The problem goes like this:
Suppose X~Beta($\theta,\theta), (\theta>0)$, and let $\{X_1, X_2 , \ldots , X_n \}$ be a sample.
Show that T=$\Pi_i(X_i*(1-X_i)$ is a sufficient statistic for $\theta$.
I started out with my Beta distribution as:
$f(x_i,\theta)=\frac{\Gamma(\alpha + \beta)}{\Gamma(\alpha)\Gamma(\beta)}x^{(\alpha-1)}(1-x)^{(\beta-1)}$
$=\frac{\Gamma(\theta + \theta)}{\Gamma(\theta)\Gamma(\theta)}x_1^{(\theta-1)}(1-x_1)^{(\theta-1)} ***\frac{\Gamma(\theta + \theta)}{\Gamma(\theta)\Gamma(\theta)}x_n^{(\theta-1)}(1-x_n)^{(\theta-1)} $
$=\frac{\Gamma(2\theta)}{\Gamma(\theta)^2}x_1^{(\theta-1)}(1-x_1)^{(\theta-1)} ***\frac{\Gamma(2\theta)}{\Gamma(\theta)^2}x_n^{(\theta-1)}(1-x_n)^{(\theta-1)}$
$={(\frac{\Gamma(2\theta)}{\Gamma(\theta)^2})}^n \Pi_i (x_i)(1-x_i)^{(\theta-1)}$
I know that in order for my statistic to be sufficient by factorization, I need to have a $g(T,\theta)$ and a $h(x_1,x_2,…,x_n)$.
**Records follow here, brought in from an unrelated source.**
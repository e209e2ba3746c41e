use async_trait::async_trait;
use std::sync::Arc;
use tokio_util::sync::CancellationToken;

use extract::{ArticleRecord, ChunkExtraction, ExtractionBackend, ExtractionError, RelationTriple};
use index::{EntityKey, GraphIngestor, IngestOptions, MemoryGraphStore};
use ingest::{ChunkSplitter, JsonlReader};
use pipeline::{
    ArticleProcessor, BackoffStrategy, JsonlSink, Metrics, PipelineRunner, RecordLoader,
    RecordSink, RetryPolicy,
};

/// Finds dictionary names in the chunk text. Chunks containing `#` fail.
struct DictionaryBackend {
    names: Vec<(&'static str, &'static str)>,
    relations: Vec<(&'static str, &'static str, &'static str)>,
}

impl DictionaryBackend {
    fn new() -> Self {
        Self {
            names: vec![
                ("ORG", "Acme Corp"),
                ("PERSON", "John Smith"),
                ("GPE", "Paris"),
                ("ORG", "Globex"),
            ],
            relations: vec![("John Smith", "works for", "Acme Corp")],
        }
    }
}

#[async_trait]
impl ExtractionBackend for DictionaryBackend {
    async fn extract(&self, chunk_text: &str) -> Result<ChunkExtraction, ExtractionError> {
        if chunk_text.contains('#') {
            return Err(ExtractionError::Status {
                status: 503,
                transient: true,
            });
        }

        let mut extraction = ChunkExtraction::default();
        for (entity_type, name) in &self.names {
            if chunk_text.contains(name) {
                extraction
                    .entities
                    .entry(entity_type.to_string())
                    .or_default()
                    .push(name.to_string());
            }
        }
        for (source, relation, target) in &self.relations {
            if chunk_text.contains(source) && chunk_text.contains(target) {
                extraction
                    .relations
                    .push(RelationTriple::new(*source, *relation, *target));
            }
        }
        Ok(extraction)
    }
}

fn corpus_line(id: &str, media: &str, content: &str) -> String {
    serde_json::json!({
        "id": id,
        "title": format!("Title {}", id),
        "media-type": media,
        "content": content,
    })
    .to_string()
}

fn runner(chunk_size: usize, metrics: &Arc<Metrics>) -> PipelineRunner {
    let processor = ArticleProcessor::new(
        Arc::new(DictionaryBackend::new()),
        ChunkSplitter::new(chunk_size).unwrap(),
        RetryPolicy::new(2, 0, 0, BackoffStrategy::Fixed),
        metrics.clone(),
    )
    .with_chunk_fanout(2);

    PipelineRunner::new(processor, metrics.clone()).with_workers(3)
}

async fn extract_all(corpus: &str, chunk_size: usize, metrics: &Arc<Metrics>) -> Vec<ArticleRecord> {
    let mut reader = JsonlReader::new(corpus.as_bytes());
    let mut records: Vec<ArticleRecord> = Vec::new();
    runner(chunk_size, metrics)
        .run(&mut reader, &mut records)
        .await
        .unwrap();
    records
}

fn loader(store: &Arc<MemoryGraphStore>, metrics: &Arc<Metrics>, retries: usize) -> RecordLoader {
    let ingestor = GraphIngestor::new(store.clone(), IngestOptions::default());
    RecordLoader::new(
        ingestor,
        RetryPolicy::new(retries, 0, 0, BackoffStrategy::Exponential),
        metrics.clone(),
    )
}

#[tokio::test]
async fn short_article_end_to_end() {
    let metrics = Metrics::new();
    let corpus = corpus_line("a1", "News", "Short text mentioning Acme Corp and John Smith.");

    let records = extract_all(&corpus, 3000, &metrics).await;
    assert_eq!(records.len(), 1);
    assert_eq!(records[0].entities["ORG"], vec!["Acme Corp"]);
    assert_eq!(records[0].entities["PERSON"], vec!["John Smith"]);
    assert_eq!(records[0].entities.len(), 2);

    let store = Arc::new(MemoryGraphStore::new());
    let loader = loader(&store, &metrics, 0);
    loader.load_record(&records[0]).await.unwrap();

    let acme = EntityKey::new("ORG", "Acme Corp");
    let john = EntityKey::new("PERSON", "John Smith");
    let snapshot = store.snapshot();
    assert_eq!(snapshot.co_occurs.len(), 1);
    assert_eq!(snapshot.co_occurrence_weight(&acme, &john), Some(1));

    // Second ingestion of the same record
    loader.load_record(&records[0]).await.unwrap();
    let again = store.snapshot();
    assert_eq!(again.co_occurrence_weight(&john, &acme), Some(2));
    assert_eq!(again.entities, snapshot.entities);
    assert_eq!(again.articles, snapshot.articles);
    assert_eq!(again.relations.values().copied().collect::<Vec<_>>(), vec![2]);
}

#[tokio::test]
async fn non_news_article_produces_nothing() {
    let metrics = Metrics::new();
    let corpus = corpus_line("b1", "Blog", "Acme Corp and John Smith.");

    let records = extract_all(&corpus, 3000, &metrics).await;
    assert!(records.is_empty());

    let snapshot = metrics.snapshot();
    assert_eq!(snapshot.articles_read, 1);
    assert_eq!(snapshot.articles_skipped, 1);
    assert_eq!(snapshot.chunks_succeeded + snapshot.chunks_failed, 0);
}

#[tokio::test]
async fn failed_middle_chunk_is_isolated() {
    let metrics = Metrics::new();
    // Three 10-character chunks; the middle one fails on every attempt
    let content = "Paris ....####......Globex ...";
    assert_eq!(ChunkSplitter::new(10).unwrap().chunk_count(content), 3);
    let corpus = corpus_line("c1", "News", content);

    let records = extract_all(&corpus, 10, &metrics).await;
    assert_eq!(records.len(), 1);
    assert_eq!(records[0].entities["GPE"], vec!["Paris"]);
    assert_eq!(records[0].entities["ORG"], vec!["Globex"]);

    let snapshot = metrics.snapshot();
    assert_eq!(snapshot.chunks_failed, 1);
    assert_eq!(snapshot.chunks_succeeded, 2);
}

#[tokio::test]
async fn malformed_lines_are_skipped_and_order_is_kept() {
    let metrics = Metrics::new();
    let corpus = [
        corpus_line("a1", "News", "Acme Corp"),
        "{broken".to_string(),
        r#"{"id":"a2","title":"no content","media-type":"News"}"#.to_string(),
        corpus_line("a3", "News", "Paris"),
        corpus_line("a4", "News", "John Smith"),
    ]
    .join("\n");

    let records = extract_all(&corpus, 3000, &metrics).await;
    let ids: Vec<_> = records.iter().map(|r| r.id.as_str()).collect();
    assert_eq!(ids, vec!["a1", "a3", "a4"]);
    assert_eq!(metrics.snapshot().malformed_records, 2);
}

#[tokio::test]
async fn records_round_trip_through_jsonl_into_graph() {
    let metrics = Metrics::new();
    let corpus = [
        corpus_line("a1", "News", "John Smith joined Acme Corp in Paris."),
        corpus_line("a2", "News", "Acme Corp bought Globex."),
        corpus_line("a3", "Blog", "Paris Paris Paris"),
    ]
    .join("\n");

    let mut reader = JsonlReader::new(corpus.as_bytes());
    let mut sink = JsonlSink::new(Vec::new());
    runner(3000, &metrics).run(&mut reader, &mut sink).await.unwrap();
    sink.flush().await.unwrap();
    let written = sink.into_inner();

    let store = Arc::new(MemoryGraphStore::new());
    let mut records = JsonlReader::new(written.as_slice());
    loader(&store, &metrics, 0).run(&mut records).await.unwrap();

    let snapshot = store.snapshot();
    assert_eq!(snapshot.articles.len(), 2);
    assert_eq!(snapshot.entities.len(), 4);
    // a1: three entities -> 3 pairs; a2: one new pair
    assert_eq!(snapshot.co_occurs.len(), 4);
    assert_eq!(
        snapshot.co_occurrence_weight(
            &EntityKey::new("ORG", "Acme Corp"),
            &EntityKey::new("ORG", "Globex")
        ),
        Some(1)
    );
    assert_eq!(metrics.snapshot().articles_ingested, 2);
}

#[tokio::test]
async fn transient_ingestion_failure_is_retried() {
    let metrics = Metrics::new();
    let records = extract_all(&corpus_line("a1", "News", "Acme Corp, Paris"), 3000, &metrics).await;

    let store = Arc::new(MemoryGraphStore::new());
    store.fail_next(1);
    loader(&store, &metrics, 1).load_record(&records[0]).await.unwrap();

    assert_eq!(store.snapshot().co_occurs.values().sum::<i64>(), 1);
}

#[tokio::test]
async fn exhausted_ingestion_leaves_no_partial_writes() {
    let metrics = Metrics::new();
    let corpus = [
        corpus_line("a1", "News", "Acme Corp, Paris"),
        corpus_line("a2", "News", "Globex, John Smith"),
    ]
    .join("\n");
    let records = extract_all(&corpus, 3000, &metrics).await;

    let store = Arc::new(MemoryGraphStore::new());
    let loader = loader(&store, &metrics, 1);

    store.fail_next(2);
    assert!(loader.load_record(&records[0]).await.is_err());
    assert!(store.snapshot().articles.is_empty());

    loader.load_record(&records[1]).await.unwrap();
    let snapshot = store.snapshot();
    assert_eq!(snapshot.articles.keys().collect::<Vec<_>>(), vec!["a2"]);

    let counts = metrics.snapshot();
    assert_eq!(counts.ingestion_failures, 1);
    assert_eq!(counts.articles_ingested, 1);
}

#[tokio::test]
async fn cancelled_run_takes_no_new_articles() {
    let metrics = Metrics::new();
    let corpus = [
        corpus_line("a1", "News", "Acme Corp"),
        corpus_line("a2", "News", "Paris"),
    ]
    .join("\n");

    let cancel = CancellationToken::new();
    cancel.cancel();

    let mut reader = JsonlReader::new(corpus.as_bytes());
    let mut records: Vec<ArticleRecord> = Vec::new();
    runner(3000, &metrics)
        .with_cancellation(cancel)
        .run(&mut reader, &mut records)
        .await
        .unwrap();

    assert!(records.is_empty());
}

#[tokio::test]
async fn invalid_utf8_line_does_not_end_the_run() {
    let metrics = Metrics::new();
    let mut corpus = corpus_line("a1", "News", "Acme Corp").into_bytes();
    corpus.extend_from_slice(b"\n{\"id\":\"a2\",\"content\":\"\xff\xfe\"}\n");
    corpus.extend_from_slice(corpus_line("a3", "News", "Paris").as_bytes());

    let mut reader = JsonlReader::new(corpus.as_slice());
    let mut records: Vec<ArticleRecord> = Vec::new();
    runner(3000, &metrics)
        .run(&mut reader, &mut records)
        .await
        .unwrap();

    let ids: Vec<_> = records.iter().map(|r| r.id.as_str()).collect();
    assert_eq!(ids, vec!["a1", "a3"]);
    assert_eq!(metrics.snapshot().malformed_records, 1);
}

#[tokio::test]
async fn concurrent_loading_loses_no_weight_increments() {
    const ARTICLES: usize = 24;

    let metrics = Metrics::new();
    let lines: String = (0..ARTICLES)
        .map(|i| {
            let record = serde_json::json!({
                "id": format!("a{}", i),
                "title": "t",
                "entities": {"ORG": ["Acme Corp"], "PERSON": ["John Smith"]},
                "relationships": [["John Smith", "works for", "Acme Corp"]],
            });
            format!("{}\n", record)
        })
        .collect();

    let store = Arc::new(MemoryGraphStore::new());
    let mut reader = JsonlReader::new(lines.as_bytes());
    loader(&store, &metrics, 0)
        .with_workers(4)
        .run(&mut reader)
        .await
        .unwrap();

    let snapshot = store.snapshot();
    assert_eq!(snapshot.articles.len(), ARTICLES);
    assert_eq!(snapshot.entities.len(), 2);
    assert_eq!(
        snapshot.co_occurrence_weight(
            &EntityKey::new("ORG", "Acme Corp"),
            &EntityKey::new("PERSON", "John Smith")
        ),
        Some(ARTICLES as i64)
    );
    assert_eq!(snapshot.relations.len(), 1);
    assert_eq!(snapshot.relations.values().copied().sum::<i64>(), ARTICLES as i64);
    assert_eq!(metrics.snapshot().articles_ingested, ARTICLES);
}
What I have above is my $g(T,\theta)$, but I am not so sure about my $h(x_1,x_2,…,x_n)$.
I have seen other places where the suggestion is to use 1 for my $h(x_1,x_2,…,x_n)$.
Could I do this here with this problem?
It just seems a little too easy to do that, but I will be happy if it is that easy.
If anyone could let me know, that would be greatly appreciated.
Best Answer
If $ X\sim Beta(\alpha,\beta)$, then $f(x;\alpha,\beta) = {\Gamma(\alpha+\beta) \over \Gamma(\alpha)\Gamma(\beta)}x^{\alpha-1}(1-x)^{\beta-1} $ and $ f(\underline x;\alpha,\beta) = ({\Gamma(\alpha+\beta) \over \Gamma(\alpha)\Gamma(\beta)})^{n}(\prod x_{i})^{\alpha-1}(\prod (1-x_{i}))^{\beta-1}$
Thus, the sufficient statisitcs is $(\prod x_{i},\prod (1-x_{i}))$ by Fisher–Neyman factorization theorem.
Here $ h(\underline x) = 1$.
If $ \alpha = \beta $, then sufficient statistics is $(\prod x_i(1-x_i))$. Again $h(\underline x) = 1$